---------- Records provided ----------

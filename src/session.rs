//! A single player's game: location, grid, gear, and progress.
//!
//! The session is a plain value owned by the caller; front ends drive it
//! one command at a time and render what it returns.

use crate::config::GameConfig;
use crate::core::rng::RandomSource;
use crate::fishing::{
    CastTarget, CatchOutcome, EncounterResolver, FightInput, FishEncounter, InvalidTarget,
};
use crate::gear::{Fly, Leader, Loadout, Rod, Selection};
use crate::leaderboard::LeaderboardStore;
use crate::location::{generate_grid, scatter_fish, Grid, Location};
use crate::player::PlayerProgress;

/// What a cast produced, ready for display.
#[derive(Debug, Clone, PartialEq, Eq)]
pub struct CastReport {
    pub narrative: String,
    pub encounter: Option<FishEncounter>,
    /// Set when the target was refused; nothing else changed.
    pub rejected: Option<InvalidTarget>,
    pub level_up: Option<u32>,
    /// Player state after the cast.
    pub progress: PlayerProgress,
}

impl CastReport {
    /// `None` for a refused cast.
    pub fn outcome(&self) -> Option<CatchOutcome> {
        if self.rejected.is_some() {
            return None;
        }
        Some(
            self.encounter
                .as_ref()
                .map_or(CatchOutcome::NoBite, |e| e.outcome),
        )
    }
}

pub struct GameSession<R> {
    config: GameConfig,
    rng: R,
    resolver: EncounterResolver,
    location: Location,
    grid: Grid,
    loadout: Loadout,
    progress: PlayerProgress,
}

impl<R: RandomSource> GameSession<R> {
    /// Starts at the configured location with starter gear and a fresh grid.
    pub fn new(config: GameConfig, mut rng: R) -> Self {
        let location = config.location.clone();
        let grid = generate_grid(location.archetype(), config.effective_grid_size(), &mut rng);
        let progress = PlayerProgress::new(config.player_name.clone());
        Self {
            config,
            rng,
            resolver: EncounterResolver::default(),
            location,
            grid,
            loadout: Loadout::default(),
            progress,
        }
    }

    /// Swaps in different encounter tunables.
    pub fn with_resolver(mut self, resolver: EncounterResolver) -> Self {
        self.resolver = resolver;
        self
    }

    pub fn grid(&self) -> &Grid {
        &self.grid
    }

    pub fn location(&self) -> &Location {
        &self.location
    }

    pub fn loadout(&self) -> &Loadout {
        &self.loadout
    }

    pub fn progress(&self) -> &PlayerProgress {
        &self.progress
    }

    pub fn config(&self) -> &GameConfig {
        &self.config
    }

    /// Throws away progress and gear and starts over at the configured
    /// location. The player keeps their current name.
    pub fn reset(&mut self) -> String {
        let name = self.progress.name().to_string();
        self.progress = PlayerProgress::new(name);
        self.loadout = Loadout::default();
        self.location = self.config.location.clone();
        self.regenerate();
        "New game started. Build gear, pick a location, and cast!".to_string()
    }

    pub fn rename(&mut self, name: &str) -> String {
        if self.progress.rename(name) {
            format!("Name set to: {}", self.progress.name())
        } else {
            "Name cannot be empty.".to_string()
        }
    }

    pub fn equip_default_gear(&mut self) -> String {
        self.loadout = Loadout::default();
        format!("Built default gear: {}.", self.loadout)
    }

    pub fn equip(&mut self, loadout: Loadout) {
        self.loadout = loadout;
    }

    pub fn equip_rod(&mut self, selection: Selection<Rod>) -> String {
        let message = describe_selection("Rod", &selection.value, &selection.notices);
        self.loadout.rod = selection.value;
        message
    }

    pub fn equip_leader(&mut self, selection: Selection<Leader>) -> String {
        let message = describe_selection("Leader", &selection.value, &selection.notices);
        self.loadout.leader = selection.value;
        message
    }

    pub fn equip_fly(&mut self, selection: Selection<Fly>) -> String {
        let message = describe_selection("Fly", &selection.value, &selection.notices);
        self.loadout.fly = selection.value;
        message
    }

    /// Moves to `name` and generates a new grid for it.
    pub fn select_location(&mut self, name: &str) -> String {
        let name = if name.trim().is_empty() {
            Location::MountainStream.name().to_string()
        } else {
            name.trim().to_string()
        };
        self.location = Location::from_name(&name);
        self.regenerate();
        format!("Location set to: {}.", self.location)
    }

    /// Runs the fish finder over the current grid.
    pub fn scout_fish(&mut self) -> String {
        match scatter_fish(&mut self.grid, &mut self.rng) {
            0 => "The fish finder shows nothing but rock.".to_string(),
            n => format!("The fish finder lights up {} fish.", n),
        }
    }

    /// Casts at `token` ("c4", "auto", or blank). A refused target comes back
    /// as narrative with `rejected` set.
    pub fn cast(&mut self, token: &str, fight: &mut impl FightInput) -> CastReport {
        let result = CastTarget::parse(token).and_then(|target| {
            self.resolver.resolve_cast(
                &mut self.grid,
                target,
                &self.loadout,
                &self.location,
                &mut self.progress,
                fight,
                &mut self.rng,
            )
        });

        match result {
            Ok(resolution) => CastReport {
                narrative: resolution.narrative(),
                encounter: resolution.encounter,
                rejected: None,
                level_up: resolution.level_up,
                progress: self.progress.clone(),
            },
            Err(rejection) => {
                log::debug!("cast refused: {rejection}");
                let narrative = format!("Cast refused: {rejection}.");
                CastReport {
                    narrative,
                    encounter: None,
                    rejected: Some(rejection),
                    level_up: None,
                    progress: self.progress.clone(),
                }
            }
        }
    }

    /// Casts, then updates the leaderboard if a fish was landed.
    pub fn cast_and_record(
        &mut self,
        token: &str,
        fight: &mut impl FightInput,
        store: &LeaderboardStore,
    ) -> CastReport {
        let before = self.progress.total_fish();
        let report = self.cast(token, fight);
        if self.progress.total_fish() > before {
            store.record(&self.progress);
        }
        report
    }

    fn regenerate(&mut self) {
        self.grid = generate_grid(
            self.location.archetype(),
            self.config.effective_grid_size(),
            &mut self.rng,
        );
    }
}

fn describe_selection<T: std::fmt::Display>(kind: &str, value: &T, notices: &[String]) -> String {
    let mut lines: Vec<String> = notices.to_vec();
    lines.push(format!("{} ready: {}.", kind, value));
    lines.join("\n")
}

----------
---------- Records provided ----------

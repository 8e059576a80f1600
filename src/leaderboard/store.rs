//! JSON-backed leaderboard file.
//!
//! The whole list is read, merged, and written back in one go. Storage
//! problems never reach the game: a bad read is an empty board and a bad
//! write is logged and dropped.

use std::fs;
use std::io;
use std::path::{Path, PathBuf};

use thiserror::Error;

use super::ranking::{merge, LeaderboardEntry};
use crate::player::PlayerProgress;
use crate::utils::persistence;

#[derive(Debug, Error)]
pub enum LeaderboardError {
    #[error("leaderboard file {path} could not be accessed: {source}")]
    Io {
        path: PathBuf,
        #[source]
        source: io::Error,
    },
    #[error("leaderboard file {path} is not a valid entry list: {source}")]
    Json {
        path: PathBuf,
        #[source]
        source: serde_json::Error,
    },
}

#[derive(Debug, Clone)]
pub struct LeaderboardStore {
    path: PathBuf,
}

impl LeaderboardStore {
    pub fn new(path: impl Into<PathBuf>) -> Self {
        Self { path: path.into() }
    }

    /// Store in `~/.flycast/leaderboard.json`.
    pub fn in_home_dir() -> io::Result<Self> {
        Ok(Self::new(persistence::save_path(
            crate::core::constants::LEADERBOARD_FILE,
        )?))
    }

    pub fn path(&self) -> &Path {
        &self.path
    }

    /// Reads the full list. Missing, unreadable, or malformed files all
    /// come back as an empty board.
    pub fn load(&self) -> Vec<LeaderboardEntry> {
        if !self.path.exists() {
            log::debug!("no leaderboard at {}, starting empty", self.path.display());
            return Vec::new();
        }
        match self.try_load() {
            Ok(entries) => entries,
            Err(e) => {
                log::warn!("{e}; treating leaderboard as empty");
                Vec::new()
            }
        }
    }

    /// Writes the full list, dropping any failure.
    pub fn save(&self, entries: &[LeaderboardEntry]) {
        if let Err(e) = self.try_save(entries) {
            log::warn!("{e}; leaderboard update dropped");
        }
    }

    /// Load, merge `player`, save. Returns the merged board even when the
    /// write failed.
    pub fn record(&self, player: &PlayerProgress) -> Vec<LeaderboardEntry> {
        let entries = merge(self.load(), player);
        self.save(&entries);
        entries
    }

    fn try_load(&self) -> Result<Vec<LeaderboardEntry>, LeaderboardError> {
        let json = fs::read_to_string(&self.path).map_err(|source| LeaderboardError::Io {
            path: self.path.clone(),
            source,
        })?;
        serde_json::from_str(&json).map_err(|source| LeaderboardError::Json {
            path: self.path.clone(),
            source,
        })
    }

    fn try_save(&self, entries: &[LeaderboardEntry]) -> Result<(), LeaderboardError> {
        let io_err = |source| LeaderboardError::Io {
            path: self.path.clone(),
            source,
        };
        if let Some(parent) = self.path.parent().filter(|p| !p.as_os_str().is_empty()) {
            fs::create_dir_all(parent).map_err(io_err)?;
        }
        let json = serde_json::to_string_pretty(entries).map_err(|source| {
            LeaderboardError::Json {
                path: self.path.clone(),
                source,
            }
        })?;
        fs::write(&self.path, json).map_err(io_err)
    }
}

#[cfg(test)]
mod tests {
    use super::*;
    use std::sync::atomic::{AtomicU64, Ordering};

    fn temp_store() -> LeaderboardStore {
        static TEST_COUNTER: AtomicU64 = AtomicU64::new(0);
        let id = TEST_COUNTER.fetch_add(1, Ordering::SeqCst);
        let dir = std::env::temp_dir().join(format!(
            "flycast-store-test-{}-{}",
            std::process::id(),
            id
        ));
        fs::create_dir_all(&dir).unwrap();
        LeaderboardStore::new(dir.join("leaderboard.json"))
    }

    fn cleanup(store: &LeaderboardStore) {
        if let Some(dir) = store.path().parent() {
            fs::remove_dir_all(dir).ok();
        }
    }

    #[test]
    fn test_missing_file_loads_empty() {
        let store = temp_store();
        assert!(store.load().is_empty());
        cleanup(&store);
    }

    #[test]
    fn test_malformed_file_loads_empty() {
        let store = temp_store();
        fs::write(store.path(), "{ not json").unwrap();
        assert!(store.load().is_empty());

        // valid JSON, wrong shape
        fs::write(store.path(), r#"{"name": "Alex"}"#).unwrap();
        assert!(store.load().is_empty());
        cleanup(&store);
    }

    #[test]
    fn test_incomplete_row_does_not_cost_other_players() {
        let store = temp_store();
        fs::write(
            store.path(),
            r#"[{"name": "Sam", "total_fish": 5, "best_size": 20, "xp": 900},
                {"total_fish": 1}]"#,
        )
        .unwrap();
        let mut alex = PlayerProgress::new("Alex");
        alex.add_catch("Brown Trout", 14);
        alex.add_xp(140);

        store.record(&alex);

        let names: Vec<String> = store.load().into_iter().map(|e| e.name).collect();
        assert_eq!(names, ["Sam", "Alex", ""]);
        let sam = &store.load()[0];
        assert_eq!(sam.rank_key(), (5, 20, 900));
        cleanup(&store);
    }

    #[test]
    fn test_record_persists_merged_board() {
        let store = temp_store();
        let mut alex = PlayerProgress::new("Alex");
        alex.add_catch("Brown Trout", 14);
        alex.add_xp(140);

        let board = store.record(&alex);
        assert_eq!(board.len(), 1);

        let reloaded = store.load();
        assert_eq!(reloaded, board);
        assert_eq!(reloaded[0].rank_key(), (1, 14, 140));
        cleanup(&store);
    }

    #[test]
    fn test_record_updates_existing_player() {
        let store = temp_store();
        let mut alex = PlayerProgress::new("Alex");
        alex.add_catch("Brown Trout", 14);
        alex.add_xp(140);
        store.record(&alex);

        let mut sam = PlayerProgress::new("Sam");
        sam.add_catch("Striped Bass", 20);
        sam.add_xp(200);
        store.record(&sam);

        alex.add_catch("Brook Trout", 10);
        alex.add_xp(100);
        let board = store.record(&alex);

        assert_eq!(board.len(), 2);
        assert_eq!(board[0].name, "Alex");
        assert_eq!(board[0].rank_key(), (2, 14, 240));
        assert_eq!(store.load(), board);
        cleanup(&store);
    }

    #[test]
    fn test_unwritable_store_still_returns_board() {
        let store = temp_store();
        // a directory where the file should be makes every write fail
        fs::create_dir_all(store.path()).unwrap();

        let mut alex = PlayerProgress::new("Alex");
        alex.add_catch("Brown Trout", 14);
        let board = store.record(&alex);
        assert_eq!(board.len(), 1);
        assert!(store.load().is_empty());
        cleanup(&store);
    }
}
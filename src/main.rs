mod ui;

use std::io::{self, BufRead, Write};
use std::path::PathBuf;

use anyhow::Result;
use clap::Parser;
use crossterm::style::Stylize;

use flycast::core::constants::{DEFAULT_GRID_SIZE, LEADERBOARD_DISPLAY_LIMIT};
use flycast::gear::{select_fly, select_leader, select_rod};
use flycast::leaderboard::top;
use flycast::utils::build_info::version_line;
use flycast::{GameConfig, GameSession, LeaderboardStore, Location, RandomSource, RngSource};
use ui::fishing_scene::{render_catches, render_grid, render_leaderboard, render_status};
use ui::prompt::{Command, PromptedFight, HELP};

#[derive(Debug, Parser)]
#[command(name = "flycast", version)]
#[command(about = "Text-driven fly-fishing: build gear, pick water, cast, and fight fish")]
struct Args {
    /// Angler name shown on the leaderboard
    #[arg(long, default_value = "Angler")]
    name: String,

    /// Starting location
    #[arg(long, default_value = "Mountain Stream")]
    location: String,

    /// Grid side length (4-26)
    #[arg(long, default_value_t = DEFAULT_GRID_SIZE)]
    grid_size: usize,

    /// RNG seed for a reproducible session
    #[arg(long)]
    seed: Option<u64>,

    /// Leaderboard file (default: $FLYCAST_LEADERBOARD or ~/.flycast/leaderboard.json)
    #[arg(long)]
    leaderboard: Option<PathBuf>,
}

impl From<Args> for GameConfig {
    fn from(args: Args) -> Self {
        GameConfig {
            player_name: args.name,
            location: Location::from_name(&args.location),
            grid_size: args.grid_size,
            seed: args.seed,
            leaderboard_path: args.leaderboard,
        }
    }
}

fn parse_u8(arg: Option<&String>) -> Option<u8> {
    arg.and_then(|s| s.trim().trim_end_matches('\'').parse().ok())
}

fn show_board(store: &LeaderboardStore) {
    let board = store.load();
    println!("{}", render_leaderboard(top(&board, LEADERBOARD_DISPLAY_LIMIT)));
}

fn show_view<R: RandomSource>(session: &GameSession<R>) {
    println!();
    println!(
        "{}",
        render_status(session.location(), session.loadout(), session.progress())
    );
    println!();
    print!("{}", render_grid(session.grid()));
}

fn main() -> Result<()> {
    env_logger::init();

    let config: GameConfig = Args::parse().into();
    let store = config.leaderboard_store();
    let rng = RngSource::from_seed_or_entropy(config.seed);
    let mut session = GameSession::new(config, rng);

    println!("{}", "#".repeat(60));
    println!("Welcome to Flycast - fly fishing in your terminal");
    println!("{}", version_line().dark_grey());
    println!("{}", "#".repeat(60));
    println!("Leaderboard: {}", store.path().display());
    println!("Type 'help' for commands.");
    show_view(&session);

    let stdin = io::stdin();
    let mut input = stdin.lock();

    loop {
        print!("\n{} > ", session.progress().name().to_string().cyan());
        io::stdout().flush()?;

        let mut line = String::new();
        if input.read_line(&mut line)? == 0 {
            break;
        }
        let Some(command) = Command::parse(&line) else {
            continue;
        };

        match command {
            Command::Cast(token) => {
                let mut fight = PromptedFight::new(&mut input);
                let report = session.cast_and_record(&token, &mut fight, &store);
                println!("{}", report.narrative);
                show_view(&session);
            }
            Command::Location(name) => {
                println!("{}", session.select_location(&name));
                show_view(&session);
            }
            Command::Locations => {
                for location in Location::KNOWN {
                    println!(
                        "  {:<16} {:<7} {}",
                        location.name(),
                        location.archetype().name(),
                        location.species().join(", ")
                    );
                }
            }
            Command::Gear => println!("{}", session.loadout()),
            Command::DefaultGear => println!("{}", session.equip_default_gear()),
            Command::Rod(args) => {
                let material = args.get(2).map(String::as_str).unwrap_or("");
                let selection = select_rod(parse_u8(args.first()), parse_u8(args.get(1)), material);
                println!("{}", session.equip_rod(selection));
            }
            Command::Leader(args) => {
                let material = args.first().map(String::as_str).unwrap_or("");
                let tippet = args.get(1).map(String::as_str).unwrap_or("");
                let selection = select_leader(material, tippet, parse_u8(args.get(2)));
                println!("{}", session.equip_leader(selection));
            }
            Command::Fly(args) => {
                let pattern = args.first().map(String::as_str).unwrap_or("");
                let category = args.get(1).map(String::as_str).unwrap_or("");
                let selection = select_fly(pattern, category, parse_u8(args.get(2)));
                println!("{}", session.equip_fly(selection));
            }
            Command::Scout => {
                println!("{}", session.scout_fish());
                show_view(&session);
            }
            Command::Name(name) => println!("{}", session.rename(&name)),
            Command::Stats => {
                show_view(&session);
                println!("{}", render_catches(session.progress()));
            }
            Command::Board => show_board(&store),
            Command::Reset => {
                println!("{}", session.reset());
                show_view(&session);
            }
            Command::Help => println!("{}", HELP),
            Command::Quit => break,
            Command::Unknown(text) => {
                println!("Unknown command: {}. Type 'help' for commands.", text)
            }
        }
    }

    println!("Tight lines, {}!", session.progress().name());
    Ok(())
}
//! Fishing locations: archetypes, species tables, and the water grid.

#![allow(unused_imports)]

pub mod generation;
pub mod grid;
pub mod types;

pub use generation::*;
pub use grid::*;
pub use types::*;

----------

- [Work order] Whenever a line of the records above contains the word "notices", it counts toward the total; give that total alone.

- [Answer] 5